In this convenience sample of patients presenting to the UHWI, approximately 2 out 5 patients had an elevated BP in the emergency department, more than the previously reported 1 out of 5 among American patients primarily of African American descent [9]. Moreover, among those with a previous diagnosis of HTN, BP was elevated in more than 60%. Although these data were derived from a cross-sectional sample in an emergency setting, they suggest that a large number of individuals presenting to the ED have elevated systolic blood pressure with an underlying diagnosis of HTN—more than would be expected based on other population-level surveys conducted in the general Jamaican population [2, 8].

Those with a diagnosis of HTN did not differ in their illness beliefs whether they had normal or elevated presenting BP in the ED. These findings conflict with previous studies reporting negative illness beliefs among those with poorly controlled BPs [20, 21]. Pickett et al. [21] evaluated a cohort of 111 outpatient African American patients and noted that patients with poor disease understanding had poorly controlled BPs. Moreover, we found no difference in reported medication self-efficacy among hypertensives with elevated BPs compared to those with normal BPs. A review of the literature reveals a mostly negative correlation, regarding the relationship between disease understanding and medication self-efficacy and the impact on BP control among some populations [22,23,24,25].

This disparity between our findings and that previously discussed in the literature may be secondary to this populations’ rote knowledge, but not a true understanding of the disease and importance of BP control. Notably, the majority of these studies evaluating illness beliefs were conducted in an outpatient non-emergent setting. Financial insecurity may also account for this incongruence between disease beliefs and medication self-efficacy [26, 27]. Even so, there was no significant discrepancy between incomes among those presenting with elevated BP compared to those presenting with normal BP. However, our findings that education level is associated with BP control underscores the previously identified association between low literacy rates and elevated ED BP [11, 24, 28]. The ED could play an important role in increasing knowledge surrounding how to achieve well-controlled HTN by providing brief education and referral [13].

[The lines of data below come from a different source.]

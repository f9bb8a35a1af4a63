//! Daily energy reporting: read consumption from Shelly Cloud meters, convert
//! it to kWh and submit all values in a single Google Form response.
//!
//! The pipeline is assembled from small pieces that can be used on their own:
//!
//! - [`models::endpoint::map_endpoints`] pairs devices with form fields
//! - [`models::time_window::TimeWindow`] computes the queried day
//! - [`providers::DeviceReader`] reads one device ([`providers::shelly_cloud`])
//! - [`collect::collect_readings`] reads all devices concurrently
//! - [`normalize::normalize`] converts to kWh
//! - [`io::sink::ReportSink`] forwards the values ([`io::google_form`])
//! - [`pipeline::ReportPipeline`] ties them together per [`pipeline::Trigger`]

pub mod collect;
pub mod config;
pub mod errors;
pub mod io;
pub mod models;
pub mod normalize;
pub mod pipeline;
pub mod providers;
pub mod scheduler;
pub mod server;

pub use errors::{Error, Result};
pub use pipeline::{ReportPipeline, RunSummary, Trigger};
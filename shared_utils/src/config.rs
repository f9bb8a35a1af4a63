use thiserror::Error;

use crate::env::MissingEnvVarError;

/// Errors related to application configuration.
#[derive(Debug, Error)]
pub enum ConfigError {
    /// An environment variable required by the application is not set.
    #[error(transparent)]
    MissingEnvVar(#[from] MissingEnvVarError),

    /// A value was present but could not be interpreted.
    #[error("Invalid value for {name}: {reason}")]
    InvalidValue { name: String, reason: String },
}

impl ConfigError {
    pub fn invalid(name: &str, reason: impl Into<String>) -> Self {
        Self::InvalidValue {
            name: name.to_string(),
            reason: reason.into(),
        }
    }
}

/// Parses a boolean feature flag the way shell users tend to write them.
///
/// Accepts `true/false`, `1/0`, `yes/no` and `on/off`, case-insensitively.
pub fn parse_flag(name: &str, raw: &str) -> Result<bool, ConfigError> {
    match raw.trim().to_ascii_lowercase().as_str() {
        "true" | "1" | "yes" | "on" => Ok(true),
        "false" | "0" | "no" | "off" | "" => Ok(false),
        other => Err(ConfigError::invalid(name, format!("'{other}' is not a boolean"))),
    }
}
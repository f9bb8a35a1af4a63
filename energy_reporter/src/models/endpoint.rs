//! Positional pairing of metering devices with sink fields.

use crate::errors::Error;

/// One metering device and the sink field its daily total is written to.
#[derive(Debug, Clone, PartialEq, Eq)]
pub struct DeviceEndpointConfig {
    /// Device identifier as known by the metering API.
    pub device_id: String,
    /// Identifier of the form field receiving this device's value (e.g. `entry.123456`).
    pub destination_field_id: String,
}

/// Pairs `device_ids[i]` with `field_ids[i]`.
///
/// Both lists come from configuration and must have the same, non-zero
/// length. Blank entries are rejected so a stray comma cannot shift every
/// following device onto the wrong field.
///
/// # Errors
/// Returns [`Error::Config`] on empty lists, blank entries or a length mismatch.
pub fn map_endpoints<D, F>(device_ids: &[D], field_ids: &[F]) -> Result<Vec<DeviceEndpointConfig>, Error>
where
    D: AsRef<str>,
    F: AsRef<str>,
{
    if device_ids.is_empty() {
        return Err(Error::Config("no device ids configured".into()));
    }
    if device_ids.len() != field_ids.len() {
        return Err(Error::Config(format!(
            "{} device ids but {} destination field ids",
            device_ids.len(),
            field_ids.len()
        )));
    }

    device_ids
        .iter()
        .zip(field_ids)
        .enumerate()
        .map(|(i, (device, field))| {
            let device_id = device.as_ref().trim();
            let destination_field_id = field.as_ref().trim();
            if device_id.is_empty() || destination_field_id.is_empty() {
                return Err(Error::Config(format!("blank entry at position {i}")));
            }
            Ok(DeviceEndpointConfig {
                device_id: device_id.to_string(),
                destination_field_id: destination_field_id.to_string(),
            })
        })
        .collect()
}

While this study provides important, previously understudied, epidemiological information about patients who present to the ED with elevated BP in Jamaica, there are several limitations. We used a cross-sectional design with convenience sampling. We attempted to overcome this by capturing patients presenting to the ED during all times and in all areas of the department; however, based on the sampling methodology, our findings might not be generalizable to the overall ED population. We used previously validated survey tools on illness beliefs and medication adherence self-efficacy, but the validation was not done in an Afro-Caribbean population and these scales may not accurately reflect true perspectives of our target population [17, 18]. Because of interview time constraints, we captured only the illness beliefs of those patients presenting with a previous diagnosis of hypertension. Future studies with larger sample sizes that enroll patients presenting to academic as well as local community hospitals would be of value. Additionally, for simplicity, we did not use a diastolic BP cutoff to define elevated BP; therefore, our estimates of elevated BP frequency may be lower than the true estimate.

Conclusions

In this single-center study, two of every five Jamaican patients have an elevated BP at ED presentation. Among those with a history of HTN, 60% had an elevated presenting BP. The ED can be an important location to identify patients with chronic disease in need of greater disease-specific education. Those with lower levels of education may be a particularly important population to target. Future studies should evaluate if brief interventions provided by ED medical staff improve HTN control in this patient population.